If you were to seek out a proponent of Mars colonization and ask him or her why we should take up such a wildly ambitious and preposterously expensive project when we have so many apparently intractable problems on Earth — if you were to cast your question in that register of problems and solutions, investment and return — you would likely get a response in the same register. The colonization of Mars could ease the overcrowding of Earth. Experiments in the discovery and production of water that would be required for life on that dry planet could be easily transferred to an Earth increasingly prone to droughts. The manipulations of Mars’s thin atmosphere that would be required to produce breathable air and a livable climate could provide technologies useful for addressing global warming and air pollution on Earth. Such a list of outcomes could be quite lengthy.
Should those claims not prove convincing, one might add what President Kennedy said in a speech that Poulos quotes approvingly: “We choose to go to the Moon in this decade and do the other things, not because they are easy, but because they are hard, because that goal will serve to organize and measure the best of our energies and skills.” Kennedy’s argument here resembles the case often made for studying dead languages: Such knowledge might not be useful in itself, but the learning of it teaches habits of mind that are useful.
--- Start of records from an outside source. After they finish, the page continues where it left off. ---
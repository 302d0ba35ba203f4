//! Typed state cells with bindings.

use std::sync::atomic::{AtomicBool, AtomicU64, Ordering};
use std::sync::{Arc, Mutex, MutexGuard, PoisonError, RwLock};

use crate::reactive::{batch, mark_dirty};

static NEXT_BINDING_ID: AtomicU64 = AtomicU64::new(0);

#[cfg(debug_assertions)]
static MAIN_THREAD: Mutex<Option<std::thread::ThreadId>> = Mutex::new(None);

/// Record the calling thread as the main thread. Writes from any other
/// thread abort debug builds. Called by the app runtime at startup.
pub(crate) fn pin_main_thread() {
    #[cfg(debug_assertions)]
    {
        let mut guard = MAIN_THREAD
            .lock()
            .unwrap_or_else(PoisonError::into_inner);
        *guard = Some(std::thread::current().id());
    }
}

#[cfg(debug_assertions)]
fn assert_main_thread() {
    let guard = MAIN_THREAD.lock().unwrap_or_else(PoisonError::into_inner);
    if let Some(main) = *guard {
        assert_eq!(
            std::thread::current().id(),
            main,
            "Signal::set called off the main thread"
        );
    }
}

type BindingFn<T> = Box<dyn FnMut(&T) + Send>;

struct Binding<T> {
    id: u64,
    active: Arc<AtomicBool>,
    f: BindingFn<T>,
}

struct SignalInner<T> {
    value: RwLock<T>,
    bindings: Mutex<Vec<Binding<T>>>,
}

/// A reactive state cell.
///
/// `get` is safe from any thread; `set`/`update` belong to the main
/// thread and fire bindings in registration order. Cloning the signal
/// clones the handle, not the value.
pub struct Signal<T> {
    inner: Arc<SignalInner<T>>,
}

impl<T> Clone for Signal<T> {
    fn clone(&self) -> Self {
        Self {
            inner: Arc::clone(&self.inner),
        }
    }
}

/// Handle returned by [`Signal::bind`]; deactivates the binding.
///
/// Deactivation is immediate; the slot itself is reclaimed on the next
/// `set` to the cell.
pub struct Unbind {
    active: Arc<AtomicBool>,
}

impl Unbind {
    /// Deactivate the binding.
    pub fn unbind(self) {
        self.active.store(false, Ordering::SeqCst);
    }
}

fn lock_bindings<T>(inner: &SignalInner<T>) -> MutexGuard<'_, Vec<Binding<T>>> {
    inner.bindings.lock().unwrap_or_else(PoisonError::into_inner)
}

impl<T: Clone + Send + Sync + 'static> Signal<T> {
    /// Create a signal holding `value`.
    pub fn new(value: T) -> Self {
        Self {
            inner: Arc::new(SignalInner {
                value: RwLock::new(value),
                bindings: Mutex::new(Vec::new()),
            }),
        }
    }

    /// Read the current value (any thread).
    pub fn get(&self) -> T {
        self.inner
            .value
            .read()
            .unwrap_or_else(PoisonError::into_inner)
            .clone()
    }

    /// Store a new value, mark the UI dirty, and fire bindings.
    ///
    /// Bindings fire on every `set`, including one that stores an
    /// equal value. Inside a batch the delivery is deferred and
    /// coalesced to the final value.
    pub fn set(&self, value: T) {
        #[cfg(debug_assertions)]
        assert_main_thread();

        {
            let mut guard = self
                .inner
                .value
                .write()
                .unwrap_or_else(PoisonError::into_inner);
            *guard = value;
        }
        mark_dirty();
        self.compact();
        self.fire();
    }

    /// Apply a function to the current value and store the result.
    pub fn update(&self, f: impl FnOnce(&T) -> T) {
        let next = f(&self.get());
        self.set(next);
    }

    /// Register a binding, fired after each `set`. Returns the handle
    /// that deactivates it.
    pub fn bind(&self, f: impl FnMut(&T) + Send + 'static) -> Unbind {
        let active = Arc::new(AtomicBool::new(true));
        let binding = Binding {
            id: NEXT_BINDING_ID.fetch_add(1, Ordering::SeqCst),
            active: Arc::clone(&active),
            f: Box::new(f),
        };
        lock_bindings(&self.inner).push(binding);
        Unbind { active }
    }

    /// Number of live bindings (inactive ones linger until the next
    /// `set` compacts the list).
    pub fn binding_count(&self) -> usize {
        lock_bindings(&self.inner).len()
    }

    /// Drop deactivated bindings.
    fn compact(&self) {
        lock_bindings(&self.inner).retain(|b| b.active.load(Ordering::SeqCst));
    }

    fn fire(&self) {
        if batch::is_batching() {
            let ids: Vec<u64> = lock_bindings(&self.inner).iter().map(|b| b.id).collect();
            for id in ids {
                let signal = self.clone();
                batch::enqueue(
                    id,
                    Box::new(move || {
                        let value = signal.get();
                        signal.run_binding(id, &value);
                    }),
                );
            }
        } else {
            let value = self.get();
            self.run_all(&value);
        }
    }

    /// Run every active binding in registration order. Bindings are
    /// moved out of the lock while running so they may touch this
    /// signal (bind, unbind, even set) without deadlocking.
    fn run_all(&self, value: &T) {
        let mut running = std::mem::take(&mut *lock_bindings(&self.inner));
        for binding in &mut running {
            if binding.active.load(Ordering::SeqCst) {
                (binding.f)(value);
            }
        }
        let mut guard = lock_bindings(&self.inner);
        let added = std::mem::take(&mut *guard);
        running.extend(added);
        *guard = running;
    }

    /// Run one binding by id (batch flush path).
    fn run_binding(&self, id: u64, value: &T) {
        let mut running = std::mem::take(&mut *lock_bindings(&self.inner));
        for binding in &mut running {
            if binding.id == id && binding.active.load(Ordering::SeqCst) {
                (binding.f)(value);
            }
        }
        let mut guard = lock_bindings(&self.inner);
        let added = std::mem::take(&mut *guard);
        running.extend(added);
        *guard = running;
    }
}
So the colonization of Mars might provide a direct benefit (addressing the problem of overpopulation), a collateral benefit (technologies for coping with drought), or the indirect benefit of transferable skills or virtues. All of these arguments lie well within the technological core of culture and arise from the rationalist, solutionist philosophy underpinning it. But Poulos — and here is where his essay gets really interesting — doubts the power of such reasoning to move anyone not already moved. Poulos looks around him and sees a social world characterized by acedia (listlessness, boredom), especially among young people. Narrowly instrumental cases made on solutionist grounds are not, he believes, effective to counter acedia. But what is?
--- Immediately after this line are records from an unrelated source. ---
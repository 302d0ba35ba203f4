//! Reactive state: typed signals with bindings and batched delivery.
//!
//! A [`Signal`] holds a value readable from any thread; writes happen
//! on the main thread and fire bindings. [`batch`] coalesces writes so
//! each binding observes only the final value, delivered once, in the
//! order bindings were first triggered. Every write marks a global
//! dirty flag the frame loop tests and clears.

pub mod batch;
pub mod signal;

pub use batch::{batch, is_batching};
pub use signal::{Signal, Unbind};

use std::sync::atomic::{AtomicBool, Ordering};

/// Global "something changed, render next frame" flag.
static DIRTY: AtomicBool = AtomicBool::new(false);

/// Mark the UI dirty. Called by every signal write; applications can
/// call it directly after out-of-band mutations.
pub fn mark_dirty() {
    DIRTY.store(true, Ordering::SeqCst);
}

/// Atomically read and clear the dirty flag.
pub fn take_dirty() -> bool {
    DIRTY.swap(false, Ordering::SeqCst)
}

/// Read the dirty flag without clearing it.
pub fn is_dirty() -> bool {
    DIRTY.load(Ordering::SeqCst)
}

#[cfg(test)]
mod tests {
    use super::*;

    #[test]
    fn dirty_flag_set_and_take() {
        let _ = take_dirty();
        assert!(!is_dirty());
        mark_dirty();
        assert!(is_dirty());
        assert!(take_dirty());
        assert!(!is_dirty());
        assert!(!take_dirty());
    }
}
Poulos turns to Robert Zubrin, an aerospace engineer whose 1996 book The Case for Mars channels Frederick Jackson Turner’s late-nineteenth-century thesis on the essential role the lure of the frontier plays in the American mind. In that book Zubrin wrote: “Without a frontier from which to breathe new life, the spirit that gave rise to the progressive humanistic culture that America has represented for the past two centuries is fading. The issue is not just one of national loss — human progress needs a vanguard, and no replacement is in sight.” The “Founding Declaration” of the Mars Society, co-founded by Zubrin, extends the point:
We must go for our humanity. Human beings are more than merely another kind of animal; we are life’s messenger. Alone of the creatures of the Earth, we have the ability to continue the work of creation by bringing life to Mars, and Mars to life. In doing so, we shall make a profound statement as to the precious worth of the human race and every member of it….
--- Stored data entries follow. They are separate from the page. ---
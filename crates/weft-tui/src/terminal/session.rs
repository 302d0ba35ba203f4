//! Terminal acquisition with rollback.
//!
//! Resources are taken in a fixed order (raw mode, alternate screen,
//! cursor, mouse) and released in reverse. A failure partway through
//! acquisition rolls back everything already taken, so the terminal is
//! never left half-configured.

use crate::error::Result;

use super::TerminalDevice;

/// What to acquire when entering the session.
#[derive(Clone, Copy, Debug)]
pub struct SessionOptions {
    /// Switch to the alternate screen (full-screen apps).
    pub alt_screen: bool,
    /// Hide the cursor while the app runs.
    pub hide_cursor: bool,
    /// Enable SGR mouse reporting.
    pub mouse: bool,
}

impl Default for SessionOptions {
    fn default() -> Self {
        Self {
            alt_screen: true,
            hide_cursor: true,
            mouse: true,
        }
    }
}

/// Tracks which terminal modes this process has acquired.
#[derive(Debug, Default)]
pub struct TerminalSession {
    raw: bool,
    alt: bool,
    cursor_hidden: bool,
    mouse: bool,
    released: bool,
}

impl TerminalSession {
    /// Acquire the requested modes. On any failure, every mode already
    /// acquired is released (in reverse order) before the error returns.
    pub fn acquire(device: &mut dyn TerminalDevice, options: SessionOptions) -> Result<Self> {
        let mut session = Self::default();

        if let Err(e) = Self::acquire_inner(device, options, &mut session) {
            session.release(device);
            return Err(e);
        }
        Ok(session)
    }

    fn acquire_inner(
        device: &mut dyn TerminalDevice,
        options: SessionOptions,
        session: &mut Self,
    ) -> Result<()> {
        device.enter_raw_mode()?;
        session.raw = true;

        if options.alt_screen {
            device.enter_alt_screen()?;
            session.alt = true;
            device.clear_screen()?;
        }
        if options.hide_cursor {
            device.hide_cursor()?;
            session.cursor_hidden = true;
        }
        if options.mouse {
            device.enable_mouse()?;
            session.mouse = true;
        }
        Ok(())
    }

    /// Release every acquired mode in reverse order. Idempotent, and
    /// errors during release are swallowed: restoring as much of the
    /// terminal as possible beats reporting a failed step.
    pub fn release(&mut self, device: &mut dyn TerminalDevice) {
        if self.released {
            return;
        }
        self.released = true;

        if self.mouse {
            let _ = device.disable_mouse();
        }
        if self.cursor_hidden {
            let _ = device.show_cursor();
        }
        if self.alt {
            let _ = device.exit_alt_screen();
        }
        if self.raw {
            let _ = device.exit_raw_mode();
        }
        let _ = device.flush();
    }
}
We must go, not for us, but for a people who are yet to be. We must do it for the Martians.
These are invocations not of technological instrumentalism, of rationalism and solutionism, but of myth. It is this mythical propulsion of the collective will that Poulos believes we must draw upon, even though the task is one that seems technological through and through, a problem defined by science and engineering. His essay is an exercise in programmatic jiu-jitsu, using the apparatus of rationalism to produce something else, an imaginative re-orientation of human ambition, a transformation of the problem-solving impulse into a new “habit of affection and behavior.” In “For the Love of Mars” the key word is love. Poulos offers us Oakeshott with rockets.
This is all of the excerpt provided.